From Kim Kardashian's Instagram to the dramatic house party you went to last weekend, exes are everywhere. We talked to women whose partners once dated other people about snooping, stalking, and "boxes of memories."
Photo via Flickr user j_benson

Early this morning, Kim Kardashian West confused much of America by posting a selfie of herself posing in French braids with none other than her husband's ex, Amber Rose. Because the photo, which was winkingly captioned "Tea anyone?", came on the heels of Kanye West's Twitter spar with Rose over his alleged interest in assplay (and other claims), it elicited commenter reactions such as "OMG what is going on???" and "omfg WAT ???????"
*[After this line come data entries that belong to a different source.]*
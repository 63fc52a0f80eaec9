//! Counts and percentages derived from already-fetched collections.
//!
//! Everything here is recomputed from scratch on every load.

use std::collections::HashSet;

use crate::models::{HttpMethod, Permission, RolePermission, User, UserRole};

/// `part` as a share of `total`, one decimal place. `"0.0"` for an empty total.
pub fn percent(part: usize, total: usize) -> String {
    if total == 0 {
        return "0.0".to_string();
    }
    format!("{:.1}", part as f64 * 100.0 / total as f64)
}

#[derive(Debug, Clone, PartialEq, Eq)]
pub struct RoleStats {
    pub total_roles: usize,
    pub total_users: usize,
    pub users_with_roles: usize,
    pub users_without_roles: usize,
    pub with_roles_pct: String,
    pub without_roles_pct: String,
}

impl RoleStats {
    /// A user counts as "with roles" if at least one assignment references them.
    pub fn compute(role_count: usize, users: &[User], assignments: &[UserRole]) -> Self {
        let known: HashSet<&str> = users.iter().map(|u| u.id.as_str()).collect();
        let assigned: HashSet<&str> = assignments
            .iter()
            .map(|ur| ur.user_id.as_str())
            .filter(|id| known.contains(id))
            .collect();

        let total_users = users.len();
        let users_with_roles = assigned.len();
        let users_without_roles = total_users - users_with_roles;
        Self {
            total_roles: role_count,
            total_users,
            users_with_roles,
            users_without_roles,
            with_roles_pct: percent(users_with_roles, total_users),
            without_roles_pct: percent(users_without_roles, total_users),
        }
    }
}

#[derive(Debug, Clone, PartialEq, Eq)]
pub struct PermissionStats {
    pub total: usize,
    pub get: usize,
    pub post: usize,
    pub other: usize,
    pub get_pct: String,
    pub post_pct: String,
    pub other_pct: String,
}

impl PermissionStats {
    pub fn compute(permissions: &[Permission]) -> Self {
        let total = permissions.len();
        let get = permissions.iter().filter(|p| p.method == HttpMethod::Get).count();
        let post = permissions.iter().filter(|p| p.method == HttpMethod::Post).count();
        let other = total - get - post;
        Self {
            total,
            get,
            post,
            other,
            get_pct: percent(get, total),
            post_pct: percent(post, total),
            other_pct: percent(other, total),
        }
    }
}

#[derive(Debug, Clone, PartialEq, Eq)]
pub struct UserStats {
    pub total: usize,
    pub active: usize,
    pub inactive: usize,
    pub admins: usize,
    pub active_pct: String,
    pub admin_pct: String,
}

impl UserStats {
    pub fn compute(users: &[User]) -> Self {
        let total = users.len();
        let active = users.iter().filter(|u| u.is_active()).count();
        let admins = users.iter().filter(|u| u.is_admin()).count();
        Self {
            total,
            active,
            inactive: total - active,
            admins,
            active_pct: percent(active, total),
            admin_pct: percent(admins, total),
        }
    }
}

#[derive(Debug, Clone, PartialEq, Eq)]
pub struct RolePermissionStats {
    pub total_roles: usize,
    pub total_permissions: usize,
    pub granted: usize,
    pub coverage_pct: String,
}

impl RolePermissionStats {
    /// `grants` are the associations of the currently selected role.
    pub fn compute(role_count: usize, permission_count: usize, grants: &[RolePermission]) -> Self {
        Self {
            total_roles: role_count,
            total_permissions: permission_count,
            granted: grants.len(),
            coverage_pct: percent(grants.len(), permission_count),
        }
    }
}

/// Badge text for a role's permission count; a failed per-role fetch reads "n/a".
pub fn count_badge(count: Option<usize>) -> String {
    match count {
        Some(n) => n.to_string(),
        None => "n/a".to_string(),
    }
}

#[cfg(test)]
mod tests {
    use super::*;

    fn user(id: &str, role: Option<&str>, active: Option<bool>) -> User {
        User {
            id: id.into(),
            name: id.into(),
            role: role.map(String::from),
            active,
            ..User::default()
        }
    }

    fn assignment(user_id: &str, role_id: &str) -> UserRole {
        UserRole { user_id: user_id.into(), role_id: role_id.into(), ..UserRole::default() }
    }

    fn permission(method: HttpMethod) -> Permission {
        Permission { method, ..Permission::default() }
    }

    #[test]
    fn percent_formats_one_decimal() {
        assert_eq!(percent(1, 3), "33.3");
        assert_eq!(percent(2, 2), "100.0");
        assert_eq!(percent(0, 0), "0.0");
    }

    #[test]
    fn role_stats_count_distinct_users() {
        let users = vec![user("u1", None, None), user("u2", None, None), user("u3", None, None)];
        let assignments = vec![assignment("u1", "r1"), assignment("u1", "r2"), assignment("u2", "r1")];
        let stats = RoleStats::compute(5, &users, &assignments);
        assert_eq!(stats.total_roles, 5);
        assert_eq!(stats.users_with_roles, 2);
        assert_eq!(stats.users_without_roles, 1);
        assert_eq!(stats.with_roles_pct, "66.7");
    }

    #[test]
    fn role_stats_ignore_dangling_assignments() {
        let users = vec![user("u1", None, None)];
        let stats = RoleStats::compute(1, &users, &[assignment("ghost", "r1")]);
        assert_eq!(stats.users_with_roles, 0);
        assert_eq!(stats.users_without_roles, 1);
    }

    #[test]
    fn permission_stats_split_by_method() {
        let perms = vec![
            permission(HttpMethod::Get),
            permission(HttpMethod::Get),
            permission(HttpMethod::Post),
            permission(HttpMethod::Delete),
        ];
        let stats = PermissionStats::compute(&perms);
        assert_eq!((stats.get, stats.post, stats.other), (2, 1, 1));
        assert_eq!(stats.get_pct, "50.0");
        assert_eq!(stats.other_pct, "25.0");
    }

    #[test]
    fn user_stats_defaults_missing_flags() {
        let users = vec![
            user("u1", Some("admin"), None),
            user("u2", Some("agent"), Some(false)),
            user("u3", None, Some(true)),
        ];
        let stats = UserStats::compute(&users);
        assert_eq!(stats.total, 3);
        assert_eq!(stats.active, 2);
        assert_eq!(stats.inactive, 1);
        assert_eq!(stats.admins, 1);
    }

    #[test]
    fn empty_collections_give_zero_stats() {
        let stats = PermissionStats::compute(&[]);
        assert_eq!(stats.total, 0);
        assert_eq!(stats.get_pct, "0.0");
    }

    #[test]
    fn badge_text() {
        assert_eq!(count_badge(Some(0)), "0");
        assert_eq!(count_badge(None), "n/a");
    }
}
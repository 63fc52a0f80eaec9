use serde::{Deserialize, Serialize};

use super::role::Role;
use super::user::User;

/// Join record assigning a role to a user.
#[derive(Debug, Clone, Default, PartialEq, Serialize, Deserialize)]
pub struct UserRole {
    #[serde(rename = "_id", alias = "id", default)]
    pub id: String,
    #[serde(rename = "userId", default)]
    pub user_id: String,
    #[serde(rename = "roleId", default)]
    pub role_id: String,
    #[serde(default)]
    pub user: Option<User>,
    #[serde(default)]
    pub role: Option<Role>,
}

impl UserRole {
    /// Fill missing ids from the embedded records so callers can join on ids alone.
    pub fn normalized(mut self) -> Self {
        if self.user_id.is_empty() {
            if let Some(user) = &self.user {
                self.user_id = user.id.clone();
            }
        }
        if self.role_id.is_empty() {
            if let Some(role) = &self.role {
                self.role_id = role.id.clone();
            }
        }
        self
    }
}

/// Form data from the assign-role form.
#[derive(Debug, Deserialize)]
pub struct AssignForm {
    #[serde(default)]
    pub user_id: String,
    #[serde(default)]
    pub role_id: String,
    pub csrf_token: String,
}
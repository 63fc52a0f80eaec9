use serde::{Deserialize, Serialize};

use super::permission::Permission;
use super::role::Role;

/// Join record granting a permission to a role.
///
/// Both sides are optional: a dangling reference renders as a fallback label
/// instead of failing the whole list.
#[derive(Debug, Clone, Default, PartialEq, Serialize, Deserialize)]
pub struct RolePermission {
    #[serde(rename = "_id", alias = "id", default)]
    pub id: String,
    #[serde(default)]
    pub role: Option<Role>,
    #[serde(default)]
    pub permission: Option<Permission>,
}

impl RolePermission {
    pub fn role_name(&self) -> &str {
        self.role.as_ref().map(|r| r.name.as_str()).unwrap_or("Role not found")
    }

    pub fn permission_url(&self) -> &str {
        self.permission.as_ref().map(|p| p.url.as_str()).unwrap_or("Permission not found")
    }

    pub fn method_label(&self) -> &'static str {
        self.permission.as_ref().map(|p| p.method.as_str()).unwrap_or("N/A")
    }
}

/// Form data from the grant-permission form.
#[derive(Debug, Deserialize)]
pub struct GrantForm {
    #[serde(default)]
    pub role_id: String,
    #[serde(default)]
    pub permission_id: String,
    pub csrf_token: String,
}

/// Form data from the revoke confirmation.
#[derive(Debug, Deserialize)]
pub struct RevokeGrantForm {
    #[serde(default)]
    pub role_id: String,
    pub csrf_token: String,
}
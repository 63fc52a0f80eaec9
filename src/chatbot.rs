//! TravelBot: canned keyword replies for the messages page.

use chrono::Local;
use serde::{Deserialize, Serialize};

/// Conversation history lives in the session cookie, so it is capped at this many messages.
pub const MAX_HISTORY: usize = 10;

/// Serialized size the stored history is kept under, leaving room in the cookie for the sign-in state.
pub const MAX_HISTORY_BYTES: usize = 2048;

/// Longer messages are cut to this many characters before they reach the history.
pub const MAX_MESSAGE_CHARS: usize = 500;

pub const BOT_NAME: &str = "TravelBot";

const GREETING: &str = "Hi! I'm TravelBot, your virtual assistant. How can I help you today?";

const SUGGESTIONS: [&str; 4] = [
    "Trip information",
    "My booking status",
    "Cancellation policy",
    "Talk to an agent",
];

#[derive(Debug, Clone, PartialEq, Eq, Serialize, Deserialize)]
pub struct ChatMessage {
    pub content: String,
    pub is_bot: bool,
    /// `HH:MM`, local time.
    pub timestamp: String,
    #[serde(default)]
    pub suggestions: Vec<String>,
}

impl ChatMessage {
    pub fn user(content: &str) -> Self {
        Self {
            content: content.trim().chars().take(MAX_MESSAGE_CHARS).collect(),
            is_bot: false,
            timestamp: now(),
            suggestions: Vec::new(),
        }
    }

    pub fn bot(content: &str) -> Self {
        Self {
            content: content.to_string(),
            is_bot: true,
            timestamp: now(),
            suggestions: Vec::new(),
        }
    }
}

fn now() -> String {
    Local::now().format("%H:%M").to_string()
}

/// Opening message with the suggestion chips.
pub fn greeting() -> ChatMessage {
    ChatMessage {
        suggestions: SUGGESTIONS.iter().map(|s| s.to_string()).collect(),
        ..ChatMessage::bot(GREETING)
    }
}

/// Pick a canned answer by keyword, first match wins.
pub fn reply(text: &str) -> &'static str {
    let msg = text.to_lowercase();
    let has = |words: &[&str]| words.iter().any(|w| msg.contains(w));

    if has(&["reserva", "booking"]) {
        "To check your booking status I need your confirmation number. You can also review your bookings under 'My Trips' in your account."
    } else if has(&["cancelar", "cancelación", "cancel"]) {
        "Cancellation policies depend on the service. Trips: free up to 48 hours before departure. Lodging: up to 24 hours before check-in. Is there something specific you need to cancel?"
    } else if has(&["pago", "factura", "payment", "invoice"]) {
        "We accept credit and debit cards, bank transfers and instalment plans. Invoices are emailed automatically. Do you have a problem with a payment?"
    } else if has(&["agente", "humano", "agent", "human"]) {
        "I'll connect you with one of our agents. Please wait a moment while I find someone available."
    } else {
        "I understand. To help you better, could you be more specific about what you need? I can also put you in touch with a human agent."
    }
}

/// Append the user's message and the bot's answer, dropping the oldest
/// messages beyond [`MAX_HISTORY`] or [`MAX_HISTORY_BYTES`]. Blank input is ignored.
pub fn converse(history: &mut Vec<ChatMessage>, text: &str) -> bool {
    if text.trim().is_empty() {
        return false;
    }
    history.push(ChatMessage::user(text));
    history.push(ChatMessage::bot(reply(text)));
    if history.len() > MAX_HISTORY {
        let excess = history.len() - MAX_HISTORY;
        history.drain(..excess);
    }
    // The latest exchange always stays.
    while history.len() > 2 && serialized_len(history) > MAX_HISTORY_BYTES {
        history.remove(0);
    }
    true
}

fn serialized_len(history: &[ChatMessage]) -> usize {
    serde_json::to_vec(history).map(|v| v.len()).unwrap_or(usize::MAX)
}
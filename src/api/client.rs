use reqwest::{Client, Method, Response, StatusCode, Url};
use serde::Serialize;
use serde::de::DeserializeOwned;

use crate::config::Settings;
use super::error::{ApiError, Target, backend_message};

/// How a request authenticates against the backend.
#[derive(Debug, Clone)]
pub(crate) enum Auth<'a> {
    /// Attach the session bearer token if one is present; a 401 means the session is gone.
    Session,
    /// Public endpoint (login, 2FA). A 401 is a credential failure, not a session expiry.
    Public,
    /// Public endpoint called with an explicit bearer (federated provider token).
    Bearer(&'a str),
}

/// Thin typed wrapper over the REST backend.
///
/// Cheap to clone: the underlying `reqwest::Client` is reference counted, so a
/// per-request copy carrying the caller's token is built with [`ApiClient::with_token`].
#[derive(Debug, Clone)]
pub struct ApiClient {
    http: Client,
    base_url: Url,
    token: Option<String>,
}

impl ApiClient {
    pub fn new(settings: &Settings) -> Result<Self, String> {
        let base_url = Url::parse(&settings.api_url)
            .map_err(|e| format!("Invalid API_URL '{}': {e}", settings.api_url))?;
        if base_url.cannot_be_a_base() {
            return Err(format!("API_URL '{}' cannot be used as a base URL", settings.api_url));
        }

        let mut builder = Client::builder();
        if let Some(timeout) = settings.api_timeout {
            builder = builder.timeout(timeout);
        }
        let http = builder
            .build()
            .map_err(|e| format!("Failed to create HTTP client: {e}"))?;

        Ok(Self { http, base_url, token: None })
    }

    /// Same backend, different credentials.
    pub fn with_token(&self, token: Option<String>) -> Self {
        Self {
            http: self.http.clone(),
            base_url: self.base_url.clone(),
            token: token.filter(|t| !t.is_empty()),
        }
    }

    pub fn token(&self) -> Option<&str> {
        self.token.as_deref()
    }

    pub fn base_url(&self) -> &str {
        self.base_url.as_str()
    }

    /// Append percent-encoded path segments to the base URL.
    pub(crate) fn url(&self, segments: &[&str]) -> Url {
        let mut url = self.base_url.clone();
        if let Ok(mut path) = url.path_segments_mut() {
            path.pop_if_empty().extend(segments);
        }
        url
    }

    pub(crate) async fn get<T: DeserializeOwned>(
        &self,
        segments: &[&str],
        target: Target,
    ) -> Result<T, ApiError> {
        let response = self.execute(Method::GET, segments, None, target, Auth::Session).await?;
        read_json(response, target).await
    }

    pub(crate) async fn post<B, T>(
        &self,
        segments: &[&str],
        body: &B,
        target: Target,
        auth: Auth<'_>,
    ) -> Result<T, ApiError>
    where
        B: Serialize + ?Sized,
        T: DeserializeOwned,
    {
        let body = encode(body, target)?;
        let response = self.execute(Method::POST, segments, Some(body), target, auth).await?;
        read_json(response, target).await
    }

    /// POST without a request body. The response payload is optional.
    pub(crate) async fn post_empty<T: DeserializeOwned>(
        &self,
        segments: &[&str],
        target: Target,
        auth: Auth<'_>,
    ) -> Result<Option<T>, ApiError> {
        let response = self.execute(Method::POST, segments, None, target, auth).await?;
        read_optional(response, target).await
    }

    pub(crate) async fn put<B, T>(
        &self,
        segments: &[&str],
        body: &B,
        target: Target,
    ) -> Result<T, ApiError>
    where
        B: Serialize + ?Sized,
        T: DeserializeOwned,
    {
        let body = encode(body, target)?;
        let response = self.execute(Method::PUT, segments, Some(body), target, Auth::Session).await?;
        read_json(response, target).await
    }

    pub(crate) async fn delete(&self, segments: &[&str], target: Target) -> Result<(), ApiError> {
        self.execute(Method::DELETE, segments, None, target, Auth::Session).await?;
        Ok(())
    }

    async fn execute(
        &self,
        method: Method,
        segments: &[&str],
        body: Option<serde_json::Value>,
        target: Target,
        auth: Auth<'_>,
    ) -> Result<Response, ApiError> {
        let url = self.url(segments);
        let mut request = self.http.request(method.clone(), url.clone());
        match (&auth, &self.token) {
            (Auth::Session, Some(token)) => request = request.bearer_auth(token),
            (Auth::Bearer(token), _) => request = request.bearer_auth(token),
            _ => {}
        }
        if let Some(body) = &body {
            request = request.json(body);
        }

        let response = request.send().await.map_err(|e| {
            log::warn!("{method} {} failed: {e}", url.path());
            ApiError::failed(target, None, None)
        })?;

        let status = response.status();
        if status == StatusCode::UNAUTHORIZED && matches!(auth, Auth::Session) {
            log::warn!("{method} {} rejected with 401, session credentials are no longer valid", url.path());
            return Err(ApiError::Unauthorized);
        }

        if !status.is_success() {
            let text = response.text().await.unwrap_or_default();
            log::warn!("{method} {} returned {}", url.path(), status.as_u16());
            return Err(ApiError::failed(target, Some(status.as_u16()), backend_message(&text)));
        }

        Ok(response)
    }
}

fn encode<B: Serialize + ?Sized>(body: &B, target: Target) -> Result<serde_json::Value, ApiError> {
    serde_json::to_value(body).map_err(|e| {
        log::error!("Failed to encode {} payload: {e}", target.resource);
        ApiError::failed(target, None, None)
    })
}

async fn read_json<T: DeserializeOwned>(response: Response, target: Target) -> Result<T, ApiError> {
    match read_optional(response, target).await? {
        Some(value) => Ok(value),
        None => Err(ApiError::failed(target, None, Some("No response from server".to_string()))),
    }
}

async fn read_optional<T: DeserializeOwned>(
    response: Response,
    target: Target,
) -> Result<Option<T>, ApiError> {
    let status = response.status().as_u16();
    let text = response.text().await.map_err(|e| {
        log::warn!("Failed to read {} response body: {e}", target.resource);
        ApiError::failed(target, Some(status), None)
    })?;

    if text.trim().is_empty() {
        return Ok(None);
    }

    serde_json::from_str(&text).map(Some).map_err(|e| {
        log::warn!("Unexpected {} payload: {e}", target.resource);
        ApiError::failed(target, Some(status), None)
    })
}
use actix_session::Session;

use crate::api::ApiClient;
use crate::errors::AppError;
use crate::models::SessionUser;
use crate::views::Notice;

const TOKEN_KEY: &str = "token";
const USER_KEY: &str = "user";
const NOTICE_KEY: &str = "notice";

pub fn get_token(session: &Session) -> Option<String> {
    session
        .get::<String>(TOKEN_KEY)
        .unwrap_or(None)
        .filter(|t| !t.is_empty())
}

pub fn is_signed_in(session: &Session) -> bool {
    get_token(session).is_some()
}

pub fn get_user(session: &Session) -> Option<SessionUser> {
    session.get::<SessionUser>(USER_KEY).unwrap_or(None)
}

/// Store the bearer token and user. The session id is renewed to avoid fixation.
pub fn sign_in(session: &Session, token: &str, user: &SessionUser) -> Result<(), AppError> {
    session.renew();
    session
        .insert(TOKEN_KEY, token)
        .map_err(|e| AppError::Session(format!("Failed to store token: {e}")))?;
    session
        .insert(USER_KEY, user)
        .map_err(|e| AppError::Session(format!("Failed to store user: {e}")))?;
    Ok(())
}

/// Clear stored credentials and everything else kept for this browser.
pub fn sign_out(session: &Session) {
    session.purge();
}

/// An API client carrying this session's bearer token, if any.
pub fn api_for(api: &ApiClient, session: &Session) -> ApiClient {
    api.with_token(get_token(session))
}

/// Queue a one-shot notice for the next rendered page.
pub fn set_notice(session: &Session, notice: Notice) {
    if let Err(e) = session.insert(NOTICE_KEY, &notice) {
        log::warn!("Failed to store notice: {e}");
    }
}

pub fn take_notice(session: &Session) -> Option<Notice> {
    let notice = session.get::<Notice>(NOTICE_KEY).unwrap_or(None);
    if notice.is_some() {
        session.remove(NOTICE_KEY);
    }
    notice
}
//! Entity access layer tests against the in-memory backend.
//!
//! Covers request paths, bearer propagation, error message mapping and the
//! 401 handling that distinguishes expired sessions from bad credentials.

mod common;

use common::*;
use travel_admin::api::{self, ApiError, permissions, role_permissions, roles, user_roles, users};
use travel_admin::models::HttpMethod;
use travel_admin::models::permission::PermissionPayload;
use travel_admin::models::role::RolePayload;
use travel_admin::models::user::UserPayload;

#[actix_web::test]
async fn test_list_roles_sends_bearer_token() {
    let backend = FakeBackend::seeded().await;
    let api = backend.api().with_token(Some("tok-1".to_string()));

    let list = roles::list(&api).await.expect("roles");
    assert_eq!(list.len(), 1);
    assert_eq!(list[0].id, "r1");
    assert_eq!(list[0].name, "Administrador");

    let requests = backend.requests();
    assert_eq!(requests[0].line(), "GET /api/roles");
    assert_eq!(requests[0].bearer.as_deref(), Some("tok-1"));
}

#[actix_web::test]
async fn test_requests_without_token_carry_no_header() {
    let backend = FakeBackend::seeded().await;
    users::list(&backend.api()).await.expect("users");
    assert_eq!(backend.requests()[0].bearer, None);
}

#[actix_web::test]
async fn test_user_crud_round() {
    let backend = FakeBackend::seeded().await;
    let api = backend.api().with_token(Some("tok-1".to_string()));

    let created = users::create(
        &api,
        &UserPayload { name: "Lucía Gómez", email: "lucia@viajes.co", password: Some("pw") },
    )
    .await
    .expect("create");
    assert!(!created.id.is_empty());

    let updated = users::update(&api, &created.id, &UserPayload { name: "Lucía G.", email: "lucia@viajes.co", password: None })
        .await
        .expect("update");
    assert_eq!(updated.name, "Lucía G.");

    users::delete(&api, &created.id).await.expect("delete");
    assert_eq!(users::list(&api).await.expect("list").len(), 2);

    let lines = backend.request_lines();
    assert_eq!(lines[0], "POST /api/users");
    assert_eq!(lines[1], format!("PUT /api/users/{}", created.id));
    assert_eq!(lines[2], format!("DELETE /api/users/{}", created.id));
}

#[actix_web::test]
async fn test_backend_message_is_surfaced() {
    let backend = FakeBackend::seeded().await;
    let api = backend.api().with_token(Some("tok-1".to_string()));

    let err = users::create(&api, &UserPayload { name: "Ana", email: ADMIN_EMAIL, password: Some("pw") })
        .await
        .unwrap_err();
    assert_eq!(err.to_string(), "Email already registered");
    assert_eq!(err.status(), Some(409));
}

#[actix_web::test]
async fn test_generic_message_when_backend_is_silent() {
    let backend = FakeBackend::seeded().await;
    let api = backend.api().with_token(Some("tok-1".to_string()));

    let err = roles::update(&api, "missing", &RolePayload { name: "x", description: "" })
        .await
        .unwrap_err();
    assert_eq!(err.to_string(), "Not found");

    // Nothing listens on port 9; the connection failure gets the generic text.
    let settings = travel_admin::config::Settings {
        api_url: "http://127.0.0.1:9".to_string(),
        ..Default::default()
    };
    let offline = api::ApiClient::new(&settings).unwrap();
    let err = permissions::list(&offline).await.unwrap_err();
    assert_eq!(err.to_string(), "Could not load permissions");
}

#[actix_web::test]
async fn test_expired_token_yields_unauthorized() {
    let backend = FakeBackend::seeded().await;
    let api = backend.api().with_token(Some("expired".to_string()));

    let err = users::list(&api).await.unwrap_err();
    assert_eq!(err, ApiError::Unauthorized);
    assert!(err.is_unauthorized());
}

#[actix_web::test]
async fn test_bad_credentials_are_not_a_session_expiry() {
    let backend = FakeBackend::seeded().await;
    let err = api::auth::login(&backend.api(), ADMIN_EMAIL, "wrong").await.unwrap_err();
    assert!(!err.is_unauthorized());
    assert_eq!(err.to_string(), "Invalid credentials");
}

#[actix_web::test]
async fn test_two_step_login() {
    let backend = FakeBackend::seeded().await;
    let api = backend.api();

    let step_one = api::auth::login(&api, ADMIN_EMAIL, PASSWORD).await.expect("login");
    assert_eq!(step_one.session_id.as_deref(), Some(SESSION_ID));
    assert!(step_one.token.is_none());

    let err = api::auth::validate_2fa(&api, ADMIN_EMAIL, "000000", SESSION_ID).await.unwrap_err();
    assert_eq!(err.to_string(), "Incorrect or expired code");

    let step_two = api::auth::validate_2fa(&api, ADMIN_EMAIL, VALID_CODE, SESSION_ID).await.expect("2fa");
    assert_eq!(step_two.token.as_deref(), Some("tok-1"));
    assert_eq!(step_two.user.map(|u| u.id), Some("u2".to_string()));
}

#[actix_web::test]
async fn test_permission_method_round_trips_through_backend() {
    let backend = FakeBackend::seeded().await;
    let api = backend.api().with_token(Some("tok-1".to_string()));

    let created = permissions::create(&api, &PermissionPayload { url: "/api/bookings", method: HttpMethod::Post })
        .await
        .expect("create");
    assert_eq!(created.method, HttpMethod::Post);

    let stored = backend.with_store(|s| s.permissions.last().cloned()).unwrap();
    assert_eq!(stored["method"], "POST");
}

#[actix_web::test]
async fn test_join_endpoints() {
    let backend = FakeBackend::seeded().await;
    let api = backend.api().with_token(Some("tok-1".to_string()));

    let created = user_roles::assign(&api, "u1", "r1").await.expect("assign");
    assert_eq!(created.map(|ur| ur.user_id), Some("u1".to_string()));

    let by_user = user_roles::by_user(&api, "u1").await.expect("by user");
    assert_eq!(by_user.len(), 1);
    assert_eq!(by_user[0].role_id, "r1");

    let by_role = user_roles::by_role(&api, "r1").await.expect("by role");
    assert_eq!(by_role.len(), 2);

    // The grant endpoint answers with an empty body.
    let echoed = role_permissions::create(&api, "r1", "p1").await.expect("grant");
    assert!(echoed.is_none());
    let grants = role_permissions::by_role(&api, "r1").await.expect("grants");
    assert_eq!(grants.len(), 2);
    assert_eq!(grants[0].permission_url(), "/api/users");

    let lines = backend.request_lines();
    assert_eq!(lines[0], "POST /api/user-role/user/u1/role/r1");
    assert_eq!(lines[1], "GET /api/user-role/user/u1");
    assert_eq!(lines[2], "GET /api/user-role/role/r1");
    assert_eq!(lines[3], "POST /api/role-permission/role/r1/permission/p1");
    assert_eq!(lines[4], "GET /api/role-permission/role/r1");
}

#[actix_web::test]
async fn test_duplicate_assignment_reports_conflict() {
    let backend = FakeBackend::seeded().await;
    let api = backend.api().with_token(Some("tok-1".to_string()));

    let err = user_roles::assign(&api, "u2", "r1").await.unwrap_err();
    assert_eq!(err.to_string(), "User already has this role");
}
I could write a disingenuous think piece about this situation: something along the lines of "What the Reaction to Kim Kardashian West's Selfie with Amber Rose Says About How We See Women's Relationships," where How We See Women's Relationships would be something along the lines of "catty, competitive, and bad!" However: All celebrity feuds are but durational performance art, and instances like the Kardashian/Rose selfie are not true human drama but rather brief glimpses into the inner workings of the farce. More interesting to me, as a catty, competitive, and bad woman, is what the photo reflects about the general atmosphere—a blend of mystery, legitimate curiosity, jealousy, benevolent pity, an unlikely but apparently Kim Kardashian–approved desire for you all to "just be friends and hang out!", and fear—surrounding a significant other's ex.

Is there any worse person than a person who dated a person you dated before you dated them? Of course there is, but in times of paranoia or insecurity or Instagram stalking, it can feel like the answer to this question is, "No. Murder her! Or at least slander her online!" To make matters worse, many exes have interesting names—not weird, but it's not something you would have thought of, is it?—and interesting jobs, or they have names and jobs that are completely unremarkable but become imbued with a ridiculousness that is itself ridiculous but nevertheless cannot be helped. Mara? What kind of person has that name, anyway? And is she better than I am?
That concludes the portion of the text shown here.